[Data]
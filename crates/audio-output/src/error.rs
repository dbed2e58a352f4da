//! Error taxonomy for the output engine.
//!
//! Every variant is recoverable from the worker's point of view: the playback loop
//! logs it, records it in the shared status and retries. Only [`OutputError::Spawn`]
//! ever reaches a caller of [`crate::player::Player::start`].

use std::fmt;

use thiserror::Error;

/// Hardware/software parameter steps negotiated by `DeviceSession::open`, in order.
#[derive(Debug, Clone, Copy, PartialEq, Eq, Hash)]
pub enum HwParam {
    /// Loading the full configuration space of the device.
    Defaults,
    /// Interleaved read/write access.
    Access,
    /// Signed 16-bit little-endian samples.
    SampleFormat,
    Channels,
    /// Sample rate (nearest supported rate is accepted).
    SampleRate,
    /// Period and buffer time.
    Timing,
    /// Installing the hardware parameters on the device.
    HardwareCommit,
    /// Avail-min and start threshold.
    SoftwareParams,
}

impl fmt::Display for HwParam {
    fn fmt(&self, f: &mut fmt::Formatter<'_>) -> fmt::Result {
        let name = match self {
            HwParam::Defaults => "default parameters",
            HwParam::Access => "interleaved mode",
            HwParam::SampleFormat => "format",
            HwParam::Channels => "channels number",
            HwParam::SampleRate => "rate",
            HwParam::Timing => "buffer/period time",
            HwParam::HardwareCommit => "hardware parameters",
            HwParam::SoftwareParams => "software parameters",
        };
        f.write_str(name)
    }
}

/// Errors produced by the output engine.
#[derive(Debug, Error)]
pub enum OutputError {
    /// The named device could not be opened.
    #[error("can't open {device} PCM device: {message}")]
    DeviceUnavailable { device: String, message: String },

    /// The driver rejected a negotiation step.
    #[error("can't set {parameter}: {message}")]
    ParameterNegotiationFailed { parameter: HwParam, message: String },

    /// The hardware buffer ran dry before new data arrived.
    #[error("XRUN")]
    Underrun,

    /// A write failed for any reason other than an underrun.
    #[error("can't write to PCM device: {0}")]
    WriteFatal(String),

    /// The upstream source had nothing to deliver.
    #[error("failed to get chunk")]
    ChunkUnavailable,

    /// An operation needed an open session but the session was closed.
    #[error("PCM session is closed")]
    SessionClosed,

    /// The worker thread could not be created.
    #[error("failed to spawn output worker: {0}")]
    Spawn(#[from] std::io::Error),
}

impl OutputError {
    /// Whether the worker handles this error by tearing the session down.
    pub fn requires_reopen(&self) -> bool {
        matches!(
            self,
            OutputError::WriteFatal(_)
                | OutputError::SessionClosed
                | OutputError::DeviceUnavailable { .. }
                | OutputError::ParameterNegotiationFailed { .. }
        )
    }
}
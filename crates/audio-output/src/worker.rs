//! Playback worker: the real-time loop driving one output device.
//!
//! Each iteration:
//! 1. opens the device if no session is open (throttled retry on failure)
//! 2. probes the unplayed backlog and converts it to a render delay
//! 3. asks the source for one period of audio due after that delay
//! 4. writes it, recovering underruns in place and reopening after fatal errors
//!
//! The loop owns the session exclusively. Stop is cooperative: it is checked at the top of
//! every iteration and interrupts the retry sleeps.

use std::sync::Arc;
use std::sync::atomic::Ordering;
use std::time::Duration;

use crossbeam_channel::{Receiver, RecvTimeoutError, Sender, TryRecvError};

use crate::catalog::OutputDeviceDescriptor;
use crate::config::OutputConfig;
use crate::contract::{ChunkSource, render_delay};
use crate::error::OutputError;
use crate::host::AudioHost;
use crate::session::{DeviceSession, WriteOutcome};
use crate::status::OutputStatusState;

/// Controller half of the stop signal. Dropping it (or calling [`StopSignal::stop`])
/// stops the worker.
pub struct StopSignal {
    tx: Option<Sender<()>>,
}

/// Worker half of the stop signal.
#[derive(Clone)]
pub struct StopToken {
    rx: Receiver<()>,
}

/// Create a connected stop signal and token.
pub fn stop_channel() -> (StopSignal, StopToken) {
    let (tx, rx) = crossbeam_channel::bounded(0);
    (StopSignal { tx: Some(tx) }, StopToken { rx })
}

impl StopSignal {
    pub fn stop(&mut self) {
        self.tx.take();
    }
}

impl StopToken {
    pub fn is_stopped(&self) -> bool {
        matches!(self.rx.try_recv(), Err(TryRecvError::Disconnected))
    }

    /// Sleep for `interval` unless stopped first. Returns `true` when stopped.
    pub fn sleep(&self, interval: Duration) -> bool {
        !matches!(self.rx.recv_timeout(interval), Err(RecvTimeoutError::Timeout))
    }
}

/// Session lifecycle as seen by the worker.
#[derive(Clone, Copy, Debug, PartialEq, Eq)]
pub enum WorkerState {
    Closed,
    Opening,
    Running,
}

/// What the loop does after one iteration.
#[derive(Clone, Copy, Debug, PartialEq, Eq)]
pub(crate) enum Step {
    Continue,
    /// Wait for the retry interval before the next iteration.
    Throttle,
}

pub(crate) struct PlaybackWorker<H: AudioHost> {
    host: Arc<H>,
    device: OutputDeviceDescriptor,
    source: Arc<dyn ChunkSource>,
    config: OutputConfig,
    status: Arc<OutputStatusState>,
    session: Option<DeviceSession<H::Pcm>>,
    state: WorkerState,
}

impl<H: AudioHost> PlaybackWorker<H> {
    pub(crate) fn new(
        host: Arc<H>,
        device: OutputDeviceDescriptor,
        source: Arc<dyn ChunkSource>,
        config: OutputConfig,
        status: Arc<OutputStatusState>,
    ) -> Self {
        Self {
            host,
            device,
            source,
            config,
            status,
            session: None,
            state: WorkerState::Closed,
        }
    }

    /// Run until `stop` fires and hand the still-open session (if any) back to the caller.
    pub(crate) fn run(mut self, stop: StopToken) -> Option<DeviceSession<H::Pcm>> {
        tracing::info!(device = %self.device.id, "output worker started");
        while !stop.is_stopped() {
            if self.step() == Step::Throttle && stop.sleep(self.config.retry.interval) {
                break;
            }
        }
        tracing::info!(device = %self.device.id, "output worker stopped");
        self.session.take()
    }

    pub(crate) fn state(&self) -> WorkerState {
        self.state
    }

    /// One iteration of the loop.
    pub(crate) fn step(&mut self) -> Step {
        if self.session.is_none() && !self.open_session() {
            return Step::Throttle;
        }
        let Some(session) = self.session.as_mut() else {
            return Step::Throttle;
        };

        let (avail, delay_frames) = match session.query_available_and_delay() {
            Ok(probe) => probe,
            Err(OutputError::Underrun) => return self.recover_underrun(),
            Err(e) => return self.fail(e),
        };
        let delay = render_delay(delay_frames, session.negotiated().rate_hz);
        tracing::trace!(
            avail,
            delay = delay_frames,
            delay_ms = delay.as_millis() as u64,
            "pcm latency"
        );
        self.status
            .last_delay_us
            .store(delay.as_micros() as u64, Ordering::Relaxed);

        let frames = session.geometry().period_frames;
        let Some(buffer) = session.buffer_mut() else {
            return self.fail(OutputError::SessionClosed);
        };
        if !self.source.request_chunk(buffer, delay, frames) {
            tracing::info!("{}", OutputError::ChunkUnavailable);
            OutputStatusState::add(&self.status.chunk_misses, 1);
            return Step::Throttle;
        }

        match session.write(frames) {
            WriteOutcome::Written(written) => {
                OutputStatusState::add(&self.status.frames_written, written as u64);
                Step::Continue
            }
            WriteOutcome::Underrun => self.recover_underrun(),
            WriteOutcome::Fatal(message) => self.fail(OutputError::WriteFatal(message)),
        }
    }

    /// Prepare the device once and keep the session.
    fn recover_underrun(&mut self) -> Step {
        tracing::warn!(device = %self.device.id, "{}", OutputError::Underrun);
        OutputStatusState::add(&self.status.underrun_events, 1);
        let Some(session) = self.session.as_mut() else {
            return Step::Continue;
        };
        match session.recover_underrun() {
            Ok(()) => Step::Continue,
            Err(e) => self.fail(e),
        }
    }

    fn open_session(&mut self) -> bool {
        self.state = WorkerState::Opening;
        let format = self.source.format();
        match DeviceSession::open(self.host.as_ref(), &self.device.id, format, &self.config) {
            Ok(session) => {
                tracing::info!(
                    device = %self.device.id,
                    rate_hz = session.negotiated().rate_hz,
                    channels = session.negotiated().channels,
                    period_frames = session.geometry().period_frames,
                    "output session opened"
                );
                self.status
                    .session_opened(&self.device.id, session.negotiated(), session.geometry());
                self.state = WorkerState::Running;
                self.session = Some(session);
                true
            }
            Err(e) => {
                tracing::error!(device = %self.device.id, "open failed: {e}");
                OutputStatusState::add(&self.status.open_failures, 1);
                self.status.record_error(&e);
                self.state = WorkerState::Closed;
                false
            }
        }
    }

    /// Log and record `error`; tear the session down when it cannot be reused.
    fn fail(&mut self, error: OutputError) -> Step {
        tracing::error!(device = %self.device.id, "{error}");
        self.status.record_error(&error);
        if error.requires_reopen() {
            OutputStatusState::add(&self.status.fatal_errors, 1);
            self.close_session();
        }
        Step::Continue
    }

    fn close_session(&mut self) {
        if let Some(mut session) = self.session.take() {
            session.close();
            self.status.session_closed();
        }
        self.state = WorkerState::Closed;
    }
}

[Work request]
Could you restate word for word the lines above from the one containing "after one iteration." through the one containing "delay_ms = delay.as_millis()", both included, and nothing else?

[Answer]
/// What the loop does after one iteration.
#[derive(Clone, Copy, Debug, PartialEq, Eq)]
pub(crate) enum Step {
    Continue,
    /// Wait for the retry interval before the next iteration.
    Throttle,
}

pub(crate) struct PlaybackWorker<H: AudioHost> {
    host: Arc<H>,
    device: OutputDeviceDescriptor,
    source: Arc<dyn ChunkSource>,
    config: OutputConfig,
    status: Arc<OutputStatusState>,
    session: Option<DeviceSession<H::Pcm>>,
    state: WorkerState,
}

impl<H: AudioHost> PlaybackWorker<H> {
    pub(crate) fn new(
        host: Arc<H>,
        device: OutputDeviceDescriptor,
        source: Arc<dyn ChunkSource>,
        config: OutputConfig,
        status: Arc<OutputStatusState>,
    ) -> Self {
        Self {
            host,
            device,
            source,
            config,
            status,
            session: None,
            state: WorkerState::Closed,
        }
    }

    /// Run until `stop` fires and hand the still-open session (if any) back to the caller.
    pub(crate) fn run(mut self, stop: StopToken) -> Option<DeviceSession<H::Pcm>> {
        tracing::info!(device = %self.device.id, "output worker started");
        while !stop.is_stopped() {
            if self.step() == Step::Throttle && stop.sleep(self.config.retry.interval) {
                break;
            }
        }
        tracing::info!(device = %self.device.id, "output worker stopped");
        self.session.take()
    }

    pub(crate) fn state(&self) -> WorkerState {
        self.state
    }

    /// One iteration of the loop.
    pub(crate) fn step(&mut self) -> Step {
        if self.session.is_none() && !self.open_session() {
            return Step::Throttle;
        }
        let Some(session) = self.session.as_mut() else {
            return Step::Throttle;
        };

        let (avail, delay_frames) = match session.query_available_and_delay() {
            Ok(probe) => probe,
            Err(OutputError::Underrun) => return self.recover_underrun(),
            Err(e) => return self.fail(e),
        };
        let delay = render_delay(delay_frames, session.negotiated().rate_hz);
        tracing::trace!(
            avail,
            delay = delay_frames,
            delay_ms = delay.as_millis() as u64,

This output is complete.